Bron: https://www.bertha-dudde.org/nl/proclamation/7335
7335 Geestelijke blindheid
14 april 1959: Boek 78
Voor de geestelijk blinde kan geen licht schijnen, tenzij hij vraagt dat hem de ogen worden geopend om het licht dat hem toestraalt, te kunnen zien. Dus is de vraag om licht voorwaarde, voortkomend uit de wil, om het licht te mogen zien dat hem zo lang onthouden was. Daarom moet de mens zijn eigen blindheid gewaar worden, ze moet hem tot last worden, hij moet zich bewust zijn van het gemis om zich net als ziende mensen te mogen verheugen, hij moet het dus willen dat hij ziende wordt. Dan zal hem ook het oog worden geopend, hij zal Licht mogen ontvangen, want het eeuwige Licht van Mijn Liefde is voor iedereen beschikbaar en niet in de laatste plaats voor een mens die het begeert.
Zolang echter de mensen in geestelijke blindheid voortgaan, zolang hun elke kennis over geestelijke zaken ontbreekt, over geestelijke verbanden en over hun eigen verhouding tot MIJ, hun GOD en Schepper van eeuwigheid, zolang dus zijn deze mensen zich niet bewust, dat ze gebrekkig gevormd zijn, dat ze blind zijn in de geest; veeleer beschouwen ze hun aardse capaciteiten als alleen voornaam om hun aardse leven met succes af te leggen, en ze zien weer alleen het aardse succes en zijn tevreden wanneer de wereld hun dat biedt wat ze voor zichzelf wensen.
En daar zij zelf zich niet gebrekkig gevormd voelen, vragen ze ook niet om datgene wat hun ontbreekt, om het licht van het inzicht, en ze blijven blind in de geest. De wil is nog niet aktief geworden, maar zonder dit is de toevoer van het licht, van de waarheid, vruchteloos, want ofschoon ze hiervan horen door hun medemensen, herkennen ze haar niet, maar ze horen alleen maar woorden en begrijpen de zin er niet van. En de wil kan weer niet gedwongen gericht worden, hij moet uit zichzelf een beslissing nemen.
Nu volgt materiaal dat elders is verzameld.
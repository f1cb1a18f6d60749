//! Number parsing and formatting for the French export conventions
//!
//! The brokerage export writes amounts with a comma decimal separator
//! and space-separated thousands ("1 234,56"), and percentages with a
//! trailing sign ("12,3%"). This module centralizes reading those
//! values and rendering amounts back the same way for terminal output.

use rust_decimal::Decimal;
use std::str::FromStr;

/// Parse an amount written with French conventions.
///
/// Spaces (including non-breaking ones) are dropped, the decimal comma
/// becomes a dot. When `strip_percent` is set a single trailing `%` is
/// removed first. Returns `None` for anything that still isn't a number,
/// empty cells included: a missing value is never silently zero.
///
/// # Examples
/// ```
/// use valorisation::utils::parse_french_decimal;
/// use rust_decimal_macros::dec;
///
/// assert_eq!(parse_french_decimal("1 234,56", false), Some(dec!(1234.56)));
/// assert_eq!(parse_french_decimal("12,3%", true), Some(dec!(12.3)));
/// assert_eq!(parse_french_decimal("n/a", false), None);
/// ```
pub fn parse_french_decimal(text: &str, strip_percent: bool) -> Option<Decimal> {
    let mut cleaned: String = text
        .trim()
        .chars()
        .filter(|c| !matches!(c, ' ' | '\u{a0}' | '\u{202f}'))
        .map(|c| if c == ',' { '.' } else { c })
        .collect();

    if strip_percent && cleaned.ends_with('%') {
        cleaned.pop();
    }

    if cleaned.is_empty() {
        return None;
    }

    Decimal::from_str(&cleaned).ok()
}

/// Format a value with French conventions: space thousands separator,
/// comma decimal separator, two decimals.
///
/// # Examples
/// ```
/// use valorisation::utils::format_decimal_fr;
/// use rust_decimal_macros::dec;
///
/// assert_eq!(format_decimal_fr(dec!(1234.56)), "1 234,56");
/// assert_eq!(format_decimal_fr(dec!(-500)), "-500,00");
/// ```
pub fn format_decimal_fr(value: Decimal) -> String {
    let is_negative = value < Decimal::ZERO;
    let formatted = format!("{:.2}", value.abs());
    let (integer_part, decimal_part) = formatted.split_once('.').unwrap_or((formatted.as_str(), "00"));

    let with_separators: String = integer_part
        .chars()
        .rev()
        .enumerate()
        .flat_map(|(i, c)| {
            if i > 0 && i % 3 == 0 {
                vec![' ', c]
            } else {
                vec![c]
            }
        })
        .collect::<Vec<_>>()
        .into_iter()
        .rev()
        .collect();

    let sign = if is_negative { "-" } else { "" };
    format!("{}{},{}", sign, with_separators, decimal_part)
}

/// Format as euros: "1 234,56 €"
pub fn format_euros(value: Decimal) -> String {
    format!("{} €", format_decimal_fr(value))
}

/// Format an optional amount, rendering a gap as "N/A"
pub fn format_optional_euros(value: Option<Decimal>) -> String {
    value.map(format_euros).unwrap_or_else(|| "N/A".to_string())
}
Maar door predikingen kunnen ze toch gewezen worden op hun geestelijke blindheid, omdat het toch soms mogelijk is dat hun harten zich openen door zo'n prediking en de wil dan kan worden opgewekt meer Licht te ontvangen. Want anders dan door het doen toekomen van Mijn Woord kan op zulke mensen niet worden ingewerkt, en ook dit kan nog vruchteloos zijn, maar moet toch niet worden nagelaten, omdat de blinde eerst eens moet ervaren dat hij blind is. Want wat hij tevoren nooit heeft gekend, dat mist hij ook niet. En zo moet het licht aan ieder mens worden voorgehouden en de weldaad van het licht moet hem duidelijk worden gemaakt. Er moet hem gezegd worden wat andere mensen allemaal kunnen zien met hun gezonde ogen en dat ook de mogelijkheid bestaat hem die gezonde ogen te geven wanneer hij dit zelf wil.
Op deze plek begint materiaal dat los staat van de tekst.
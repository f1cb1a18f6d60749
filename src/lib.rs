//! Valorisation - brokerage valuation ledger
//!
//! This library parses the daily valuation CSV exported by the broker
//! and merges it into a historical spreadsheet ledger, one row per
//! position and date, with the account totals repeated on every row.

pub mod config;
pub mod error;
pub mod importers;
pub mod ledger;
pub mod models;
pub mod sync;
pub mod utils;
De geestelijke blindheid weegt daarom zo zwaar omdat ze zich doet gevoelen in het rijk hierna, want in diepste duisternis betreedt de mens dat rijk nĂ zijn dood aan wie het niet gelukt is, zich minstens een glimpje licht op aarde te hebben verschaft, waarin hij dan ook beter de weg kan vinden in het geestelijke rijk. Maar volledig blinden zullen daarginds moeilijk het licht bereiken, en omdat zij zich dan verweren tegen elk lichtvonkje dat hen treft, kennen ze toch nog niet de weldaad van het licht; en de gelukzaligheid van het kunnen verkeren in lichtvolle sferen zal hun ook zolang onthouden blijven, tot ze zelf een lichtkring binnengaan en zich nu daar hun ogen laten openen, wat hun toch heel wat moeilijker valt dan op aarde.
Daarom moet al op aarde het licht dicht bij de mensen worden gebracht en wie het aanneemt, doet daar goed aan, want dan heeft hij de duisternis verlaten en hij zal nooit meer bang hoeven te zijn door haar verslonden te worden, want het Licht zal hem dan eeuwig bijlichten.